Il faut courir, courir, se presser, se bousculer tout le temps. Et pourquoi, me direz-vous? au nom d'une notion devenue sacro-sainte: la PERFORMANCE.
Il faut être per-for-mant.
Nous voilà sans cesse harcelés par des publicités de peaux élastiques, d'appareils miracles, de petites pilules bleues. Le credo: rester performant, ne pas lâcher l'affaire, ne pas se reposer, ne pas se laisser aller, surtout, à de petits plaisirs coupables, maltraiter son corps pour le rendre plus beau, plus mince, plus musclé, plus fort, plus séduisant.
Dans tous les domaines, il faut rester jeune, compétitif, dans le vent, dans la vague, rapide, efficace, efficient pour parler comme dans les nouveaux arcanes de l'Education Nationale, jamais en mal de barbarismes ronflants.
Le vocabulaire de l'entreprise, de la pub, de l'industrie gagne l'école.
La "pédagogie du résultat" s'installe.
Gagner du temps, gommer les traces du temps, et ne surtout pas perdre son temps.

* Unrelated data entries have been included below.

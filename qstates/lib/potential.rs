//! Closed-form eigenfunctions for a fixed set of textbook potentials.
//!
//! ```
//! use ndarray as nd;
//! use qstates::potential::PotentialKind;
//!
//! let kind: PotentialKind = "harmonic_oscillator".parse().unwrap();
//! let x: nd::Array1<f64> = kind.grid();
//! let psi = kind.eigenfunction(0, &x).unwrap();
//! assert_eq!(psi.len(), x.len());
//! assert!(psi.iter().all(|q| *q > 0.0));
//! ```

use std::{ f64::consts::{ PI, TAU }, fmt, str::FromStr };
use ndarray as nd;
use crate::{
    Arr1,
    GRID_POINTS,
    error::{ InvalidArgument, QError },
    hermite::{ hermite_function, weighted_hermite },
};

pub type QResult<T> = Result<T, QError>;

/// A potential with known (or approximate) closed-form eigenfunctions.
#[derive(Copy, Clone, Debug, PartialEq, Eq, Hash)]
pub enum PotentialKind {
    /// Infinite square well, `sqrt(2/π) sin(n x)`.
    ParticleInBox,
    /// Harmonic oscillator in natural units, normalized Hermite functions.
    HarmonicOscillator,
    /// Quartic double well, approximated by `exp(-x⁴) Hₙ(x)`.
    ///
    /// This is not a true eigenstate of any double-well Hamiltonian and is not
    /// normalized.
    DoubleWell,
}

impl PotentialKind {
    /// All supported kinds.
    pub const ALL: [Self; 3]
        = [Self::ParticleInBox, Self::HarmonicOscillator, Self::DoubleWell];

    /// Name used to select the kind from text.
    pub fn name(&self) -> &'static str {
        match self {
            Self::ParticleInBox => "particle_in_box",
            Self::HarmonicOscillator => "harmonic_oscillator",
            Self::DoubleWell => "double_well",
        }
    }

    /// Endpoints of the spatial domain over which eigenfunctions are sampled.
    pub fn domain(&self) -> (f64, f64) {
        match self {
            Self::ParticleInBox => (0.0, TAU),
            Self::HarmonicOscillator | Self::DoubleWell => (-5.0, 5.0),
        }
    }

    /// Construct the evenly spaced sampling grid of [`GRID_POINTS`] points over
    /// [`Self::domain`], including both endpoints.
    pub fn grid(&self) -> nd::Array1<f64> {
        let (lo, hi) = self.domain();
        nd::Array1::linspace(lo, hi, GRID_POINTS)
    }

    /// Evaluate the `n`-th eigenfunction at each point in `x`.
    ///
    /// Negative `n` is accepted for [`Self::ParticleInBox`] but fails for the
    /// Hermite-based kinds.
    pub fn eigenfunction<S>(&self, n: i64, x: &Arr1<S>)
        -> QResult<nd::Array1<f64>>
    where S: nd::Data<Elem = f64>
    {
        match self {
            Self::ParticleInBox => Ok(particle_in_box(n, x)),
            Self::HarmonicOscillator => {
                let n = self.degree(n)?;
                Ok(harmonic_oscillator(n, x))
            },
            Self::DoubleWell => {
                let n = self.degree(n)?;
                Ok(double_well(n, x))
            },
        }
    }

    fn degree(&self, n: i64) -> Result<usize, InvalidArgument> {
        usize::try_from(n)
            .map_err(|_| {
                InvalidArgument::NegativeQuantumNumber { kind: self.name(), n }
            })
    }
}

impl fmt::Display for PotentialKind {
    fn fmt(&self, f: &mut fmt::Formatter<'_>) -> fmt::Result {
        f.write_str(self.name())
    }
}

impl FromStr for PotentialKind {
    type Err = InvalidArgument;

    fn from_str(s: &str) -> Result<Self, Self::Err> {
        Self::ALL.into_iter()
            .find(|kind| kind.name() == s)
            .ok_or_else(|| InvalidArgument::UnknownPotential(s.to_string()))
    }
}

/// Evaluate the `n`-th eigenfunction of the potential named `potential` at
/// each point in `x`.
///
/// Fails with [`InvalidArgument`] if the name isn't one of the supported
/// [`PotentialKind`]s.
pub fn eigenfunction<S>(n: i64, x: &Arr1<S>, potential: &str)
    -> QResult<nd::Array1<f64>>
where S: nd::Data<Elem = f64>
{
    let kind: PotentialKind = potential.parse()?;
    kind.eigenfunction(n, x)
}

fn particle_in_box<S>(n: i64, x: &Arr1<S>) -> nd::Array1<f64>
where S: nd::Data<Elem = f64>
{
    let a = (2.0 / PI).sqrt();
    let n = n as f64;
    x.mapv(|xk| a * (n * xk).sin())
}

fn harmonic_oscillator<S>(n: usize, x: &Arr1<S>) -> nd::Array1<f64>
where S: nd::Data<Elem = f64>
{
    x.mapv(|xk| hermite_function(n, xk))
}

fn double_well<S>(n: usize, x: &Arr1<S>) -> nd::Array1<f64>
where S: nd::Data<Elem = f64>
{
    x.mapv(|xk| weighted_hermite(n, xk, -xk.powi(4)))
}

#[cfg(test)]
mod tests {
    use approx::assert_abs_diff_eq;
    use crate::hermite::hermite;
    use super::*;

    #[test]
    fn names_round_trip() {
        for kind in PotentialKind::ALL {
            assert_eq!(kind.name().parse::<PotentialKind>().unwrap(), kind);
            assert_eq!(kind.to_string(), kind.name());
        }
    }

    #[test]
    fn unknown_name_is_invalid_argument() {
        let x = PotentialKind::HarmonicOscillator.grid();
        match eigenfunction(1, &x, "triangular_well") {
            Err(QError::InvalidArgument(InvalidArgument::UnknownPotential(s))) =>
                assert_eq!(s, "triangular_well"),
            other => panic!("expected InvalidArgument, got {other:?}"),
        }
        assert!("Particle_In_Box".parse::<PotentialKind>().is_err());
        assert!(" double_well".parse::<PotentialKind>().is_err());
    }

    #[test]
    fn grids() {
        let x = PotentialKind::ParticleInBox.grid();
        assert_eq!(x.len(), GRID_POINTS);
        assert_eq!(x[0], 0.0);
        assert_abs_diff_eq!(x[GRID_POINTS - 1], TAU, epsilon = 1e-12);
        for kind in [PotentialKind::HarmonicOscillator, PotentialKind::DoubleWell] {
            let x = kind.grid();
            assert_eq!(x.len(), GRID_POINTS);
            assert_eq!(x[0], -5.0);
            assert_abs_diff_eq!(x[GRID_POINTS - 1], 5.0, epsilon = 1e-12);
        }
    }

    #[test]
    fn box_vanishes_at_walls() {
        let x = PotentialKind::ParticleInBox.grid();
        for n in 1..10 {
            let psi = PotentialKind::ParticleInBox.eigenfunction(n, &x).unwrap();
            assert_eq!(psi[0], 0.0);
            assert_abs_diff_eq!(psi[GRID_POINTS - 1], 0.0, epsilon = 1e-12);
        }
    }

    #[test]
    fn box_matches_sine() {
        let x = PotentialKind::ParticleInBox.grid();
        let psi = eigenfunction(3, &x, "particle_in_box").unwrap();
        psi.iter().zip(&x)
            .for_each(|(q, xk)| {
                assert_abs_diff_eq!(
                    *q, (2.0 / PI).sqrt() * (3.0 * xk).sin(), epsilon = 1e-15);
            });
        // negative quantum numbers flip the sign
        let psi_neg = eigenfunction(-3, &x, "particle_in_box").unwrap();
        psi.iter().zip(&psi_neg)
            .for_each(|(q, qn)| assert_abs_diff_eq!(*q, -qn, epsilon = 1e-15));
    }

    #[test]
    fn oscillator_ground_state_is_gaussian() {
        let x = PotentialKind::HarmonicOscillator.grid();
        let psi = eigenfunction(0, &x, "harmonic_oscillator").unwrap();
        psi.iter().zip(&x)
            .for_each(|(q, xk)| {
                assert_abs_diff_eq!(
                    *q, PI.powf(-0.25) * (-xk * xk / 2.0).exp(), epsilon = 1e-15);
            });
    }

    #[test]
    fn double_well_form() {
        let x = PotentialKind::DoubleWell.grid();
        let psi = eigenfunction(2, &x, "double_well").unwrap();
        psi.iter().zip(&x)
            .for_each(|(q, xk)| {
                assert_abs_diff_eq!(
                    *q, (-xk.powi(4)).exp() * hermite(2, *xk), epsilon = 1e-12);
            });
    }

    #[test]
    fn negative_hermite_degree_rejected() {
        let x = PotentialKind::HarmonicOscillator.grid();
        for kind in [PotentialKind::HarmonicOscillator, PotentialKind::DoubleWell] {
            assert!(matches!(
                kind.eigenfunction(-1, &x),
                Err(QError::InvalidArgument(
                    InvalidArgument::NegativeQuantumNumber { n: -1, .. }
                )),
            ));
        }
    }
}
//! Property tests: random operation sequences keep the circuit state
//! consistent, and incremental updates agree with a full re-scan.

use proptest::prelude::*;
use rn_circuit::{EngineConfig, Item, Session, SOURCE_EXIT, SOURCE_RETURN};
use rn_core::{AnyCircuit, ButtonId, CableId, CableMode, CablePower, CablePowerPole, CircuitKind, NodeId, Pole, RelayId, Side};
use rn_graph::{
    ButtonContact, ButtonState, Junction, NodeKind, OnOffSwitch, PowerSource, RelayCoil, RelayContact, RelayState,
};

/// B - J; J.1 - S1 - C1; J.2 - S2 - C2; both coils drive one relay.
struct Panel {
    s: Session,
    b: NodeId,
    switches: [NodeId; 2],
    coils: [NodeId; 2],
    r: RelayId,
}

fn wire(s: &mut Session, a: NodeId, ac: usize, b: NodeId, bc: usize) {
    let k = s.add_cable(CableMode::BifilarBoth);
    for pole in Pole::BOTH {
        s.attach_cable(a, ac, k, Side::A, pole).unwrap();
        s.attach_cable(b, bc, k, Side::B, pole).unwrap();
    }
}

fn panel() -> Panel {
    let mut s = Session::new(EngineConfig::default());
    let r = s.add_relay("R1", false);
    let b = s
        .add_node("B1", NodeKind::PowerSource(PowerSource { enabled: true }))
        .unwrap();
    let j = s.add_node("J1", NodeKind::Junction(Junction::default())).unwrap();
    wire(&mut s, b, 0, j, 0);
    let mut switches = Vec::new();
    let mut coils = Vec::new();
    for i in 0..2 {
        let sw = s
            .add_node(format!("S{i}"), NodeKind::Switch(OnOffSwitch { on: true }))
            .unwrap();
        let coil = RelayCoil {
            relay: Some(r),
            ..RelayCoil::default()
        };
        let c = s.add_node(format!("C{i}"), NodeKind::RelayCoil(coil)).unwrap();
        wire(&mut s, j, i + 1, sw, 0);
        wire(&mut s, sw, 1, c, 0);
        switches.push(sw);
        coils.push(c);
    }
    Panel {
        s,
        b,
        switches: [switches[0], switches[1]],
        coils: [coils[0], coils[1]],
        r,
    }
}

#[derive(Debug, Clone)]
enum Op {
    Switch(usize, bool),
    Source(bool),
    RescanAll,
}

fn op() -> impl Strategy<Value = Op> {
    prop_oneof![
        4 => (0..2usize, any::<bool>()).prop_map(|(i, on)| Op::Switch(i, on)),
        1 => any::<bool>().prop_map(Op::Source),
        1 => Just(Op::RescanAll),
    ]
}

fn check_closure(s: &Session) -> Result<(), TestCaseError> {
    s.verify().map_err(TestCaseError::fail)?;
    let arena = s.circuits();
    for leaf in arena.leaves(CircuitKind::Closed) {
        let path = arena.full_path(leaf.id());
        let nodes: Vec<_> = path.iter().filter_map(Item::as_node).collect();
        prop_assert_eq!(nodes[0].to, Some(SOURCE_EXIT));
        prop_assert_eq!(nodes[nodes.len() - 1].from, Some(SOURCE_RETURN));
    }
    Ok(())
}

fn check(p: &Panel) -> Result<(), TestCaseError> {
    check_closure(&p.s)?;
    let powered = p
        .coils
        .iter()
        .any(|c| p.s.network().node(*c).is_ok_and(|n| n.has_circuit(0, CircuitKind::Closed)));
    let state = p.s.relay(p.r).map(|r| r.state());
    prop_assert_eq!(state, Some(if powered { RelayState::Up } else { RelayState::Down }));
    Ok(())
}

proptest! {
    #![proptest_config(ProptestConfig::with_cases(64))]

    #[test]
    fn random_operations_stay_consistent(ops in prop::collection::vec(op(), 1..24)) {
        let mut p = panel();
        check(&p)?;
        for op in ops {
            match op {
                Op::Switch(i, on) => {
                    p.s.set_switch_on(p.switches[i], on).unwrap();
                }
                Op::Source(on) => {
                    p.s.set_source_enabled(p.b, on).unwrap();
                }
                Op::RescanAll => {
                    p.s.rescan_all().unwrap();
                }
            }
            check(&p)?;
        }
        p.s.set_source_enabled(p.b, false).unwrap();
        prop_assert!(p.s.circuits().is_empty());
        prop_assert!(p.s.network().is_idle());
        prop_assert_eq!(p.s.relay(p.r).map(|r| r.state()), Some(RelayState::Down));
    }

    #[test]
    fn incremental_state_matches_a_full_rescan(ops in prop::collection::vec(bridge_op(), 1..20)) {
        let mut p = bridge();
        check_bridge(&p)?;
        for op in ops {
            match op {
                BridgeOp::Switch(on) => {
                    p.s.set_switch_on(p.sw, on).unwrap();
                }
                BridgeOp::Relay(up) => {
                    let state = if up { RelayState::Up } else { RelayState::Down };
                    p.s.set_relay_state(p.r2, state).unwrap();
                }
                BridgeOp::Button(state) => {
                    p.s.set_button_state(p.btn, state).unwrap();
                }
                BridgeOp::Source(on) => {
                    p.s.set_source_enabled(p.b, on).unwrap();
                }
                BridgeOp::RescanAll => {
                    p.s.rescan_all().unwrap();
                }
            }
            check_bridge(&p)?;
        }
    }
}

/// B - J1; three branches J1.n - X - J2.n through switch S1, relay contact
/// R2.1 (common/up) and button contact P1.1 (common/up); J2.0 - C1 driving
/// R1. R2 has no coil and only moves when forced.
struct Bridge {
    s: Session,
    b: NodeId,
    sw: NodeId,
    r1: RelayId,
    r2: RelayId,
    btn: ButtonId,
}

fn bridge() -> Bridge {
    let mut s = Session::new(EngineConfig::default());
    let r1 = s.add_relay("R1", false);
    let r2 = s.add_relay("R2", false);
    let btn = s.add_button("P1");
    let b = s
        .add_node("B1", NodeKind::PowerSource(PowerSource { enabled: true }))
        .unwrap();
    let j1 = s.add_node("J1", NodeKind::Junction(Junction::default())).unwrap();
    let j2 = s.add_node("J2", NodeKind::Junction(Junction::default())).unwrap();
    let coil = RelayCoil {
        relay: Some(r1),
        ..RelayCoil::default()
    };
    let c = s.add_node("C1", NodeKind::RelayCoil(coil)).unwrap();
    let sw = s
        .add_node("S1", NodeKind::Switch(OnOffSwitch { on: true }))
        .unwrap();
    let rc = s
        .add_node("R2.1", NodeKind::RelayContact(RelayContact::new(r2)))
        .unwrap();
    let contact = ButtonContact {
        button: Some(btn),
        table: [[false, true, false], [false, false, false]],
        ..ButtonContact::default()
    };
    let bc = s.add_node("P1.1", NodeKind::ButtonContact(contact)).unwrap();

    wire(&mut s, b, 0, j1, 0);
    wire(&mut s, j2, 0, c, 0);
    for (i, n) in [sw, rc, bc].into_iter().enumerate() {
        wire(&mut s, j1, i + 1, n, 0);
        wire(&mut s, n, 1, j2, i + 1);
    }
    Bridge { s, b, sw, r1, r2, btn }
}

#[derive(Debug, Clone)]
enum BridgeOp {
    Switch(bool),
    Relay(bool),
    Button(ButtonState),
    Source(bool),
    RescanAll,
}

fn bridge_op() -> impl Strategy<Value = BridgeOp> {
    prop_oneof![
        3 => any::<bool>().prop_map(BridgeOp::Switch),
        3 => any::<bool>().prop_map(BridgeOp::Relay),
        3 => prop_oneof![
            Just(ButtonState::Normal),
            Just(ButtonState::Pressed),
            Just(ButtonState::Extracted),
        ]
        .prop_map(BridgeOp::Button),
        1 => any::<bool>().prop_map(BridgeOp::Source),
        1 => Just(BridgeOp::RescanAll),
    ]
}

/// Contact poles and cable poles carrying a closed circuit. Open stubs
/// depend on the order circuits grew in, so they are left out.
#[derive(Debug, PartialEq)]
struct ClosedState {
    contacts: Vec<(NodeId, usize, Pole)>,
    cables: Vec<(CableId, CablePowerPole)>,
}

fn closed_state(s: &Session) -> ClosedState {
    let mut contacts = Vec::new();
    for node in s.network().nodes() {
        for (i, contact) in node.contacts().iter().enumerate() {
            for pole in Pole::BOTH {
                if contact.any_on_pole(pole) == AnyCircuit::Closed {
                    contacts.push((node.id, i, pole));
                }
            }
        }
    }
    let cables = s
        .network()
        .cables()
        .filter_map(|k| match k.powered() {
            CablePower::Closed(poles) => Some((k.id, poles)),
            _ => None,
        })
        .collect();
    ClosedState { contacts, cables }
}

fn check_bridge(p: &Bridge) -> Result<(), TestCaseError> {
    check_closure(&p.s)?;

    let mut fresh = p.s.clone();
    fresh.rescan_all().unwrap();
    prop_assert_eq!(closed_state(&p.s), closed_state(&fresh));
    prop_assert_eq!(
        p.s.relay(p.r1).map(|r| r.state()),
        fresh.relay(p.r1).map(|r| r.state())
    );

    // Re-scanning any node twice in a row: the second pass finds nothing.
    let nodes: Vec<NodeId> = p.s.network().nodes().map(|n| n.id).collect();
    for node in nodes {
        let mut again = p.s.clone();
        again.rescan_node(node).unwrap();
        let report = again.rescan_node(node).unwrap();
        prop_assert!(report.is_quiet(), "second re-scan at {} grew circuits", node);
    }
    Ok(())
}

Ce qui est valable et peut se justifier pour le micro-ondes, (et encore, ce n'est peut-être plus si vrai) devient plus problématique en matière d'éducation.
Gagner du temps?
Oui, d'accord, s'il s'agit pour les profs d'éradiquer des emplois du temps toutes ces pseudo-activités qui n'apportent rien aux élèves et surchargent leurs semaines de choses inutiles. Je pense , par exemple, à une opération intitulée pompeusement "le grand nettoyage de printemps", et qui consiste, sous un prétexte écologique, à utiliser les élèves pour débarrasser certaines zones urbaines de leurs détritus et sacs plastiques en tous genres. Amis de la poésie, bonjour! N'auraient-ils pas mieux à faire devant un texte de Baudelaire?
Autre exemple, la collecte des "pièces jaunes" , autre foutage de gueule qui a fait couler assez d'encre naguère...
Un scandale, alors que la Culture universelle avec un immense C attend les élèves en classe.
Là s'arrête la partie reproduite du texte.